Tuesday 19 February 2013

Which hair colour is the most attractive?

 
 Intuition suggests beauty is in the eye of the beholder. And so surely hair colour comes down to personal preference? However, according to psychological research there is a general consensus among the public regards which hair colour is preferred and considered most attractive.
 
Nicolas Guéguen from the Université de Bretagne-Sud, in France, has recently published a research paper in the academic journal ‘Psychological Studies’ entitled 'Hair Colour and Courtship: Blond Women Received More Courtship Solicitations and Redhead Men Received More Refusals'.

In Guéguen's study, a female subject sat in a night club for one hour, and the number of men who approached asking for a dance was measured. The experiment was carried out on 16 different nights in a four-week period. Each subject tested four different wigs four times (in order to make sure men were not approaching women for other attractive qualities/variables). In that decisive hour, overall, 127 men approached the women wearing a blond wig, 84 men approached the brown wigged lady, 82 went up to the black haired woman but only 29 approached the red haired lady.
 
Considering that women are supposed to be less impressed by mere physical appearance, when evaluating how attracted they are to men, how would different hair colour fare on men when it came to women's desire in a similar night club scenario? Four 20 year old male confederates were instructed to ask a woman for a dance. 27.5% of the women said yes to men wearing a blond wig, 30% for the men with a brown wig, 35% acceptances for the invitation to dance were received for men wearing black hair, but only 13.8 % for men who donned a red wig.

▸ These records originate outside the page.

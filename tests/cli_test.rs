//! CLI contract tests: config discovery, init and argument errors

use std::path::Path;
use std::process::{Command, Output};

fn run(dir: &Path, args: &[&str]) -> Output {
    Command::new(env!("CARGO_BIN_EXE_registerscan"))
        .args(args)
        .current_dir(dir)
        .env_remove("RUST_LOG")
        .env_remove("REGISTERSCAN_CONFIG")
        .output()
        .expect("Failed to run registerscan")
}

fn stdout(output: &Output) -> String {
    String::from_utf8_lossy(&output.stdout).to_string()
}

#[test]
fn test_init_then_config_shows_defaults() {
    let dir = tempfile::tempdir().unwrap();
    let output = run(dir.path(), &["init"]);
    assert!(output.status.success());
    assert!(dir.path().join("registerscan.toml").is_file());

    let output = run(dir.path(), &["config"]);
    assert!(output.status.success());
    let text = stdout(&output);
    assert!(text.contains("[series]"));
    assert!(text.contains("rapid_days = 1095"));
    assert!(text.contains("stacking_threshold = 3"));
}

#[test]
fn test_config_picks_up_local_toml() {
    let dir = tempfile::tempdir().unwrap();
    std::fs::write(
        dir.path().join("registerscan.toml"),
        "[procurement]\nbandwidth = 0.03\n",
    )
    .unwrap();
    let text = stdout(&run(dir.path(), &["config"]));
    assert!(text.contains("bandwidth = 0.03"));
    assert!(text.contains("services_threshold = 221000.0"));
}

#[test]
fn test_config_json_fallback() {
    let dir = tempfile::tempdir().unwrap();
    std::fs::write(
        dir.path().join(".registerscanrc.json"),
        r#"{"childcare": {"stacking_threshold": 5}}"#,
    )
    .unwrap();
    let text = stdout(&run(dir.path(), &["config"]));
    assert!(text.contains("stacking_threshold = 5"));
}

#[test]
fn test_broken_local_config_falls_back_to_defaults() {
    let dir = tempfile::tempdir().unwrap();
    std::fs::write(dir.path().join("registerscan.toml"), "[series\n").unwrap();
    let output = run(dir.path(), &["config"]);
    assert!(output.status.success());
    assert!(stdout(&output).contains("z_threshold = 2.0"));
}

#[test]
fn test_broken_explicit_config_is_fatal() {
    let dir = tempfile::tempdir().unwrap();
    std::fs::write(dir.path().join("custom.toml"), "[series\n").unwrap();
    let output = run(dir.path(), &["--config", "custom.toml", "config"]);
    assert!(!output.status.success());
}

#[test]
fn test_missing_explicit_config_is_fatal() {
    let dir = tempfile::tempdir().unwrap();
    let output = run(dir.path(), &["--config", "absent.toml", "config"]);
    assert!(!output.status.success());
}

#[test]
fn test_invalid_setting_is_rejected_before_loading() {
    let dir = tempfile::tempdir().unwrap();
    std::fs::write(dir.path().join("ledger.csv"), "x\n").unwrap();
    let output = run(
        dir.path(),
        &["subsidy-trends", "ledger.csv", "--rolling-window", "1", "-o", "out"],
    );
    assert!(!output.status.success());
    assert!(String::from_utf8_lossy(&output.stderr).contains("rolling_window"));
    assert!(!dir.path().join("out").exists());
}

#[test]
fn test_unknown_log_level_is_rejected() {
    let dir = tempfile::tempdir().unwrap();
    let output = run(dir.path(), &["--log-level", "loud", "config"]);
    assert!(!output.status.success());
}

#[test]
fn test_thresholds_requires_inputs() {
    let dir = tempfile::tempdir().unwrap();
    let output = run(dir.path(), &["thresholds"]);
    assert!(!output.status.success());
}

Although psychologists argue that women are less interested in men's physical characteristics when it comes to what determines attractiveness, (compared to men's preferences in women), it seems that red hair is associated with dramatically less responsiveness to men's courtship requests from women.

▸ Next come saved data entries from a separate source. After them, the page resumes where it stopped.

//! Series materialization
//!
//! Raw `(key, year, amount)` observations are grouped by key and summed per
//! year exactly once, during the load phase. The resulting [`SeriesSet`] is
//! never mutated afterwards; detectors receive it by shared reference.
//!
//! Year ranges are not assumed contiguous. [`MaterializedSeries::reindexed`]
//! spreads a series over `[min_year, max_year]`, filling unobserved years
//! with zero, which is the shape every detector works on.

use crate::models::{Observation, SeriesKey};
use std::collections::BTreeMap;

/// Summed amount for one (key, year) pair
#[derive(Debug, Clone, Copy, PartialEq, Default)]
pub struct YearTotal {
    pub amount: f64,
    /// Number of raw rows that contributed to `amount`
    pub rows: usize,
}

/// One series after aggregation: observed years only, in ascending order.
#[derive(Debug, Clone, PartialEq)]
pub struct MaterializedSeries {
    key: SeriesKey,
    years: BTreeMap<i32, YearTotal>,
}

impl MaterializedSeries {
    pub fn key(&self) -> &SeriesKey {
        &self.key
    }

    /// Observed years and their totals, ascending by year
    pub fn years(&self) -> &BTreeMap<i32, YearTotal> {
        &self.years
    }

    /// Number of distinct years that had at least one raw row
    pub fn observed_years(&self) -> usize {
        self.years.len()
    }

    pub fn first_year(&self) -> Option<i32> {
        self.years.keys().next().copied()
    }

    pub fn last_year(&self) -> Option<i32> {
        self.years.keys().next_back().copied()
    }

    /// Whether the series has enough history to be analyzed
    pub fn is_eligible(&self, min_years: usize) -> bool {
        self.observed_years() >= min_years
    }

    /// Amounts over the contiguous range `[first_year, last_year]`,
    /// with zero for years that have no underlying record.
    pub fn reindexed(&self) -> Vec<(i32, f64)> {
        let (Some(first), Some(last)) = (self.first_year(), self.last_year()) else {
            return Vec::new();
        };
        (first..=last)
            .map(|year| {
                let amount = self.years.get(&year).map(|t| t.amount).unwrap_or(0.0);
                (year, amount)
            })
            .collect()
    }
}

/// All series of a run, keyed and ordered by [`SeriesKey`].
#[derive(Debug, Clone, PartialEq, Default)]
pub struct SeriesSet {
    series: BTreeMap<SeriesKey, MaterializedSeries>,
}

impl SeriesSet {
    /// Group observations by key and sum amounts per year.
    ///
    /// Row order does not affect the result: grouping goes through ordered
    /// maps and summation per (key, year) is the only reduction.
    pub fn materialize<I>(observations: I) -> Self
    where
        I: IntoIterator<Item = Observation>,
    {
        let mut series: BTreeMap<SeriesKey, MaterializedSeries> = BTreeMap::new();
        for obs in observations {
            let entry = series
                .entry(obs.key.clone())
                .or_insert_with(|| MaterializedSeries {
                    key: obs.key,
                    years: BTreeMap::new(),
                });
            let total = entry.years.entry(obs.year).or_default();
            total.amount += obs.amount;
            total.rows += 1;
        }
        Self { series }
    }

    pub fn len(&self) -> usize {
        self.series.len()
    }

    pub fn is_empty(&self) -> bool {
        self.series.is_empty()
    }

    pub fn get(&self, key: &SeriesKey) -> Option<&MaterializedSeries> {
        self.series.get(key)
    }

    /// Series in key order
    pub fn iter(&self) -> impl Iterator<Item = &MaterializedSeries> {
        self.series.values()
    }

    /// Series with at least `min_years` observed years, in key order
    pub fn eligible(&self, min_years: usize) -> impl Iterator<Item = &MaterializedSeries> {
        self.series.values().filter(move |s| s.is_eligible(min_years))
    }

    /// Sum of all series per year (observed rows only)
    pub fn yearly_totals(&self) -> BTreeMap<i32, f64> {
        let mut totals = BTreeMap::new();
        for s in self.series.values() {
            for (year, total) in &s.years {
                *totals.entry(*year).or_insert(0.0) += total.amount;
            }
        }
        totals
    }

    /// Flattened `(key, year, amount, rows)` rows, ordered by key then year
    pub fn rows(&self) -> impl Iterator<Item = (&SeriesKey, i32, YearTotal)> {
        self.series
            .values()
            .flat_map(|s| s.years.iter().map(move |(y, t)| (&s.key, *y, *t)))
    }
}
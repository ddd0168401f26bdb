//! Delimited tables (CSV with a configurable separator)
//!
//! Tables are read fully into memory as strings. Rows shorter than the
//! header are allowed; missing cells read as the empty string.

use super::{display_name, open_input, SourceError, SourceResult};
use std::path::{Path, PathBuf};
use tracing::debug;

/// Character encoding of a table file
#[derive(Debug, Clone, Copy, PartialEq, Eq, Default)]
pub enum Encoding {
    #[default]
    Utf8,
    /// ISO-8859-1: every byte is one code point
    Latin1,
}

impl Encoding {
    pub fn decode(&self, bytes: &[u8]) -> String {
        match self {
            Encoding::Utf8 => String::from_utf8_lossy(bytes).into_owned(),
            Encoding::Latin1 => bytes.iter().map(|&b| b as char).collect(),
        }
    }
}

/// An in-memory table with named columns
#[derive(Debug, Clone)]
pub struct Table {
    path: PathBuf,
    headers: Vec<String>,
    rows: Vec<Vec<String>>,
}

impl Table {
    pub fn headers(&self) -> &[String] {
        &self.headers
    }

    pub fn rows(&self) -> &[Vec<String>] {
        &self.rows
    }

    pub fn len(&self) -> usize {
        self.rows.len()
    }

    pub fn is_empty(&self) -> bool {
        self.rows.is_empty()
    }

    /// Index of a column that must be present
    pub fn column(&self, name: &str) -> SourceResult<usize> {
        self.optional_column(name)
            .ok_or_else(|| SourceError::MissingColumn {
                column: name.to_string(),
                path: self.path.clone(),
            })
    }

    /// Index of a column that may be absent
    pub fn optional_column(&self, name: &str) -> Option<usize> {
        self.headers.iter().position(|h| h == name)
    }
}

/// Cell `idx` of a row, or `""` when the row is short or the column absent
pub fn cell(row: &[String], idx: Option<usize>) -> &str {
    idx.and_then(|i| row.get(i)).map(String::as_str).unwrap_or("")
}

/// Read a delimited file (plain or gzip) with a header row
pub fn read_table(path: &Path, delimiter: u8, encoding: Encoding) -> SourceResult<Table> {
    let input = open_input(path)?;
    let mut reader = csv::ReaderBuilder::new()
        .delimiter(delimiter)
        .has_headers(true)
        .flexible(true)
        .from_reader(input);

    let headers: Vec<String> = reader
        .byte_headers()?
        .iter()
        .map(|h| encoding.decode(h).trim().to_string())
        .collect();

    let mut rows = Vec::new();
    for record in reader.byte_records() {
        let record = record?;
        rows.push(record.iter().map(|f| encoding.decode(f)).collect());
    }

    debug!(
        "Read {} rows x {} columns from {}",
        rows.len(),
        headers.len(),
        display_name(path)
    );

    Ok(Table {
        path: path.to_path_buf(),
        headers,
        rows,
    })
}

/// Parse a single-byte delimiter from configuration (`";"`, `","`, `"\t"`)
pub fn parse_delimiter(value: &str) -> Option<u8> {
    match value {
        "\\t" | "\t" | "tab" => Some(b'\t'),
        s if s.len() == 1 => s.bytes().next(),
        _ => None,
    }
}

While redheads are considered significantly less attractive in both studies. Greater variation exists in the female wig wearing condition. Guéguen cites previous research into blond female door-to-door fundraisers receiving more donations, than their brunette counterparts. Another prior study found waitresses with blond hair got more tips. Probably more comprehensively, research, which included more than 12,000 American men using a popular dating website, found that men showed a preference for blondes over other hair colours. In yet another previous study, female confederates in their early twenties, were asked to hitchhike while wearing a blond, brown or black wig. Blond, compared to brown or black hair was associated with more male drivers stopping to offer rides, whereas no effect from hair colour was found on female drivers who stopped.

Previously Viren Swami and Seishin Barrett, psychologists at the University of Westminster, London, had earlier conducted a similar experiment to Gueguen’s. In their study the female subject, a natural brunette, dyed her hair blond and red. She sat in various nightclubs over many weeks, and the experimenters observed and counted how many men approached her during a one hour period. When she was blond, 60 men came up to her, while brunette the figure dropped to 42 and then when red, male interest languished at 18 approaches.

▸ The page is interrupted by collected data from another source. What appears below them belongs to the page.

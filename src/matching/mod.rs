//! Entity matching helpers
//!
//! Key normalization, fuzzy name similarity and bucketed pair clustering
//! shared by the registry cross-reference detectors.

mod cluster;
mod similarity;

pub use cluster::{bucket_by, cluster_pairs, CandidatePair};
pub use similarity::ratio;

/// Legal-form tokens removed from names before comparison
const LEGAL_SUFFIXES: &[&str] = &["b.v.", "bv"];

/// Normalize a Dutch postcode: drop all spaces and uppercase.
///
/// `"1234 ab"` and `"1234AB"` normalize to the same key.
pub fn normalize_postcode(raw: &str) -> String {
    raw.chars()
        .filter(|c| *c != ' ')
        .flat_map(char::to_uppercase)
        .collect()
}

/// Normalize a company name for fuzzy comparison.
///
/// Lowercases, removes every occurrence of a legal-form suffix and trims.
pub fn normalize_name(raw: &str) -> String {
    let mut name = raw.to_lowercase();
    for suffix in LEGAL_SUFFIXES {
        name = name.replace(suffix, "");
    }
    name.trim().to_string()
}

/// Similarity of two company names after normalization, in `[0, 1]`
pub fn name_similarity(a: &str, b: &str) -> f64 {
    let a: Vec<char> = normalize_name(a).chars().collect();
    let b: Vec<char> = normalize_name(b).chars().collect();
    ratio(&a, &b)
}
//! Growth anomaly detector
//!
//! Flags years whose year-over-year growth is an outlier against the series'
//! own growth history.
//!
//! How it works:
//! 1. The series is spread over its contiguous year range, gaps count as 0
//! 2. Growth for year y is `(a[y] - a[y-1]) / a[y-1]`, undefined when
//!    `a[y-1]` is not positive
//! 3. Mean and population std are taken over the defined growth values;
//!    series with fewer than two of them, or no spread, are skipped
//! 4. Years with `|z| >= z_threshold` are flagged
//!
//! Note that with n defined growth values the largest reachable |z| is
//! sqrt(n - 1), so short series can only be flagged at low thresholds.

use super::base::{population_mean_std, SeriesDetector};
use crate::models::GrowthAnomaly;
use crate::series::MaterializedSeries;

pub struct GrowthDetector {
    z_threshold: f64,
    min_years: usize,
}

impl GrowthDetector {
    pub fn new(z_threshold: f64, min_years: usize) -> Self {
        Self {
            z_threshold,
            min_years,
        }
    }
}

impl Default for GrowthDetector {
    fn default() -> Self {
        Self::new(2.0, 4)
    }
}

/// Year-over-year growth for every point of a reindexed series.
///
/// The first point never has a growth value.
pub fn yoy_growth(points: &[(i32, f64)]) -> Vec<Option<f64>> {
    let mut growth = Vec::with_capacity(points.len());
    for (i, (_, amount)) in points.iter().enumerate() {
        let g = match i.checked_sub(1).map(|p| points[p].1) {
            Some(prev) if prev > 0.0 => Some((amount - prev) / prev),
            _ => None,
        };
        growth.push(g);
    }
    growth
}

impl SeriesDetector for GrowthDetector {
    type Record = GrowthAnomaly;

    fn name(&self) -> &'static str {
        "GrowthDetector"
    }

    fn description(&self) -> &'static str {
        "Flags year-over-year growth outliers against the series' own history"
    }

    fn min_years(&self) -> usize {
        self.min_years
    }

    fn detect_series(&self, series: &MaterializedSeries) -> Vec<GrowthAnomaly> {
        let points = series.reindexed();
        let growth = yoy_growth(&points);
        let defined: Vec<f64> = growth.iter().flatten().copied().collect();

        let Some((mean, std)) = population_mean_std(&defined) else {
            return Vec::new();
        };

        let mut anomalies = Vec::new();
        for (i, g) in growth.iter().enumerate() {
            let Some(g) = *g else {
                continue;
            };
            let z = (g - mean) / std;
            if z.abs() < self.z_threshold {
                continue;
            }
            let (year, amount) = points[i];
            let prev_amount = points[i - 1].1;
            anomalies.push(GrowthAnomaly {
                key: series.key().clone(),
                year,
                amount,
                prev_amount,
                growth: Some(g),
                abs_change: amount - prev_amount,
                z_score: z,
                series_mean_growth: mean,
                series_std_growth: std,
                n_years: points.len(),
            });
        }
        anomalies
    }

    fn rank(record: &GrowthAnomaly) -> f64 {
        record.z_score.abs()
    }
}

Very interestingly, Swami and Barrett also surveyed men in these same nightclubs probing them on attitude to female hair colour, using pictures of the same female confederate with different hair colours. In the study (entitled 'British men's hair colour preferences: An assessment of courtship solicitation and stimulus ratings'), when she was brunette the woman was actually rated as most attractive from her image. So how come men approached her more, when she was blond?

One theory Swami and Barrett propose is based on the fact that their female confederate in the experiment was also rated as more 'needy' by men when she was a blond in the photographs, than when she was a brunette or redhead. The study has recently been published in the 'Scandinavian Journal of Psychology' and argues blonds being perceived as needier may have encouraged men to make approaches, possibly because it induced greater feelings of dominance or confidence in them, which in turn reduced their inhibition.
Perceptions of the blond confederate as being needy may have reduced men's fear of rejection or fear of a hostile response. This of course increased their behaviour in approaching her as a blond.

Interestingly men rated the brunette in the pictures as most intelligent compared to all the hair colours, but also the most arrogant. The red head picture was rated as the least shy, the most temperamental and the most sexually promiscuous of all hair colours. And they might be right about the promiscuous part. A University of Hamburg study found that redheads have more active sex lives than brunettes and blondes!

Guéguen reports previous research which found over 80% express a dislike for people with red hair, and also that the skin colour of most redheads was the most disliked of the eight skin colours proposed in a prior experiment.

Takeda and colleagues pose an interesting question in their paper published in 2006 in the academic periodical, 'Journal of Human Behaviour in the Social Environment' - should hair colour be included in the anti-discrimination legislation? They point out if selection of CEOs is partly based on hair colour, as their research indicates, does it constitute discriminatory prejudice?

The authors note that in the US, for example, colour as currently defined in the statutory basis for non-discrimination in employment, refers to the shade of a person's skin, and not race alone. This is because within a race, a variety of skin colours can exist. There is well-documented bias in favour of lighter skin so US discrimination laws refer to skin colour, but, in the light of recent research, should they now also include hair colour?